EMERGENCY: OM NOM NOM: ECB to Intervene in Bond Market to Fight Euro Crisis
May 10th, 2010WARNING: This is not a recommendation to buy, sell or hold any financial instrument.
Why can’t the ECB just eat the debt, like the Federal Reserve has been eating it?
Does anyone know why not?
It doesn’t seem fair that Uncle Sugar can rally its silly confetti by feeding it into a shredder. The ECB should be able to do the same with its confetti, right?
—Many Possible Triggers for Wider Euro Debt Crisis
LOL. I love it.
I was pretty sure that a bounce was coming, but I badly botched the timing. Now, on that post, dagobaz, who has been short EUR/USD since the 140s, left the following comment:
I am holding for parity on the eurusd, before the eoy.
That was back on 5 May.
This is from earlier today: AFP: Euro Could Reach Parity with Dollar: German Economist:
BERLIN — Battered by the Greek fiscal crisis, the euro could weaken to the point of parity with the US dollar, a top German economist said Sunday, as others warned of inflation in Europe’s biggest economy.
“As long as uncertainty over Greece and other countries on the periphery of the euro area continues, the euro will remain under pressure,” Thomas Mayer, chief economist at Deutsche Bank, told the Bild am Sonntag weekly.
“I think we could soon see 1.20 against the dollar and a further decline in the direction of parity is definitely possible,” added Mayer.
On Friday, as volatile markets closed for the week, the euro fetched 1.2755 dollars as investors warned that failure to nail down a credible rescue plan at Sunday’s meeting of EU finance ministers could pressure the euro even more.

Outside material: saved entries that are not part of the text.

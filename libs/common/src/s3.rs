//! AWS S3 backend for [`ObjectStore`]
//!
//! Wraps an `aws_sdk_s3::Client` bound to a single bucket and translates SDK
//! failures into [`StoreError`].

use async_trait::async_trait;
use aws_config::{BehaviorVersion, timeout::TimeoutConfig};
use aws_sdk_s3::{
    Client,
    config::{Region, http::HttpResponse},
    error::{DisplayErrorContext, ProvideErrorMetadata, SdkError},
    primitives::ByteStream,
    types::MetadataDirective,
};
use chrono::{DateTime, Utc};
use std::time::Duration;
use tracing::{error, info};

use crate::{
    error::{StoreError, StoreResult},
    storage::{BucketStatus, Metadata, NewObject, ObjectHead, ObjectStore, ObjectSummary, normalize_metadata},
};

/// Configuration for the S3 backend
#[derive(Debug, Clone)]
pub struct S3Config {
    /// Bucket holding the site images
    pub bucket: String,
    /// AWS region of the bucket
    pub region: String,
    /// Custom endpoint (MinIO, LocalStack); forces path-style addressing
    pub endpoint_url: Option<String>,
    /// Base URL used to build public image links
    pub public_base_url: Option<String>,
}

impl S3Config {
    /// Base URL objects are publicly served from, without a trailing slash
    pub fn public_base_url(&self) -> String {
        if let Some(base) = &self.public_base_url {
            return base.trim_end_matches('/').to_string();
        }

        match &self.endpoint_url {
            Some(endpoint) => format!("{}/{}", endpoint.trim_end_matches('/'), self.bucket),
            None => format!("https://{}.s3.{}.amazonaws.com", self.bucket, self.region),
        }
    }
}

/// S3-backed object store
#[derive(Clone)]
pub struct S3ObjectStore {
    client: Client,
    bucket: String,
    region: String,
    public_base_url: String,
}

impl S3ObjectStore {
    /// Build a client from the default AWS credential chain
    pub async fn connect(config: &S3Config) -> Self {
        let timeouts = TimeoutConfig::builder()
            .connect_timeout(Duration::from_secs(5))
            .read_timeout(Duration::from_secs(10))
            .build();

        let sdk_config = aws_config::defaults(BehaviorVersion::latest())
            .region(Region::new(config.region.clone()))
            .timeout_config(timeouts)
            .load()
            .await;

        let mut builder = aws_sdk_s3::config::Builder::from(&sdk_config);
        if let Some(endpoint) = &config.endpoint_url {
            builder = builder.endpoint_url(endpoint).force_path_style(true);
        }

        info!(
            "S3 client initialized for bucket {} in region {}",
            config.bucket, config.region
        );

        Self::new(Client::from_conf(builder.build()), config)
    }

    /// Wrap an existing client
    pub fn new(client: Client, config: &S3Config) -> Self {
        Self {
            client,
            bucket: config.bucket.clone(),
            region: config.region.clone(),
            public_base_url: config.public_base_url(),
        }
    }

    fn classify<E>(&self, err: SdkError<E, HttpResponse>, key: &str) -> StoreError
    where
        E: ProvideErrorMetadata + std::error::Error + 'static,
    {
        let status = err.raw_response().map(|response| response.status().as_u16());
        let code = err.code().map(str::to_string);
        let message = DisplayErrorContext(&err).to_string();

        match (code.as_deref(), status) {
            (Some("NoSuchKey") | Some("NotFound"), _) | (None, Some(404)) => {
                StoreError::NotFound(key.to_string())
            }
            (Some("NoSuchBucket"), _) => StoreError::BucketNotFound(self.bucket.clone()),
            (Some("AccessDenied") | Some("Forbidden"), _) | (None, Some(403)) => {
                StoreError::AccessDenied(message)
            }
            _ => {
                let code = code.unwrap_or_else(|| transport_code(&err).to_string());
                error!("S3 request for {} failed ({}): {}", key, code, message);
                StoreError::Upstream { code, message }
            }
        }
    }
}

#[async_trait]
impl ObjectStore for S3ObjectStore {
    fn bucket(&self) -> &str {
        &self.bucket
    }

    fn public_url(&self, key: &str) -> String {
        format!("{}/{}", self.public_base_url, key)
    }

    async fn list(&self, prefix: &str) -> StoreResult<Vec<ObjectSummary>> {
        let mut objects = Vec::new();
        let mut continuation_token = None;

        loop {
            let mut request = self
                .client
                .list_objects_v2()
                .bucket(&self.bucket)
                .prefix(prefix);

            if let Some(token) = continuation_token {
                request = request.continuation_token(token);
            }

            let response = request
                .send()
                .await
                .map_err(|e| self.classify(e, prefix))?;

            for obj in response.contents() {
                if let Some(key) = obj.key() {
                    objects.push(ObjectSummary {
                        key: key.to_string(),
                        size: obj.size().unwrap_or(0).max(0) as u64,
                        last_modified: obj.last_modified().and_then(to_chrono),
                    });
                }
            }

            if response.is_truncated().unwrap_or(false) {
                continuation_token = response.next_continuation_token().map(str::to_string);
                if continuation_token.is_none() {
                    break;
                }
            } else {
                break;
            }
        }

        Ok(objects)
    }

    async fn head(&self, key: &str) -> StoreResult<ObjectHead> {
        let output = self
            .client
            .head_object()
            .bucket(&self.bucket)
            .key(key)
            .send()
            .await
            .map_err(|e| self.classify(e, key))?;

        Ok(ObjectHead {
            content_type: output.content_type().map(str::to_string),
            content_length: output.content_length().unwrap_or(0).max(0) as u64,
            last_modified: output.last_modified().and_then(to_chrono),
            metadata: normalize_metadata(output.metadata().cloned().unwrap_or_default()),
        })
    }

    async fn put(&self, object: NewObject) -> StoreResult<()> {
        info!("Uploading object to S3: {}", object.key);

        self.client
            .put_object()
            .bucket(&self.bucket)
            .key(&object.key)
            .body(ByteStream::from(object.body))
            .content_type(object.content_type)
            .set_metadata(Some(object.metadata))
            .send()
            .await
            .map_err(|e| self.classify(e, &object.key))?;

        Ok(())
    }

    async fn replace_metadata(
        &self,
        key: &str,
        content_type: Option<&str>,
        metadata: Metadata,
    ) -> StoreResult<()> {
        self.client
            .copy_object()
            .bucket(&self.bucket)
            .key(key)
            .copy_source(copy_source(&self.bucket, key))
            .metadata_directive(MetadataDirective::Replace)
            .set_content_type(content_type.map(str::to_string))
            .set_metadata(Some(metadata))
            .send()
            .await
            .map_err(|e| self.classify(e, key))?;

        Ok(())
    }

    async fn delete(&self, key: &str) -> StoreResult<()> {
        self.client
            .delete_object()
            .bucket(&self.bucket)
            .key(key)
            .send()
            .await
            .map_err(|e| self.classify(e, key))?;

        Ok(())
    }

    async fn check_bucket(&self) -> StoreResult<BucketStatus> {
        self.client
            .head_bucket()
            .bucket(&self.bucket)
            .send()
            .await
            .map_err(|e| match self.classify(e, &self.bucket) {
                StoreError::NotFound(_) => StoreError::BucketNotFound(self.bucket.clone()),
                other => other,
            })?;

        let response = self
            .client
            .list_objects_v2()
            .bucket(&self.bucket)
            .max_keys(1)
            .send()
            .await
            .map_err(|e| self.classify(e, &self.bucket))?;

        Ok(BucketStatus {
            bucket: self.bucket.clone(),
            region: self.region.clone(),
            object_count: response.contents().len(),
        })
    }
}

fn to_chrono(dt: &aws_sdk_s3::primitives::DateTime) -> Option<DateTime<Utc>> {
    DateTime::from_timestamp(dt.secs(), dt.subsec_nanos())
}

fn transport_code<E, R>(err: &SdkError<E, R>) -> &'static str {
    match err {
        SdkError::TimeoutError(_) => "TimeoutError",
        SdkError::DispatchFailure(_) => "NetworkingError",
        SdkError::ConstructionFailure(_) => "ConstructionFailure",
        SdkError::ResponseError(_) => "ResponseError",
        _ => "UnknownError",
    }
}

/// `CopySource` must be URL-encoded; `/` separators are kept as-is.
fn copy_source(bucket: &str, key: &str) -> String {
    let key = key
        .split('/')
        .map(|segment| urlencoding::encode(segment))
        .collect::<Vec<_>>()
        .join("/");
    format!("{bucket}/{key}")
}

Meanwhile, other economists warned of the dangers of inflation returning in Germany in the wake of the Greek crisis.
So, is it a dead cat bounce on the euro? Does the ECB action amount to spit balls? My official guess right here is that it’s too blurry to tell, but if you forced me to call it, here it is:
Now that the weekly support has been blown out, I’d say that a move to at least as low as EUR/USD 1.23 looks likely. My premise for long euro was based on a bounce with the weekly trend remaining in tact. We have a weekly red candle fully breaching that support and the bounce coming as a result of ECB manipulation.
Via: Bloomberg:
The European Central Bank said it will buy government and private bonds as part of an historic bid to stave off a sovereign-debt crisis that threatens to destroy the euro.
The ECB wants “to address severe tensions in certain market segments which are hampering the monetary policy transmission mechanism and thereby the effective conduct of monetary policy,” the central bank said in a statement today, minutes after European finance ministers announced a loan package worth almost $1 trillion to staunch the market turmoil.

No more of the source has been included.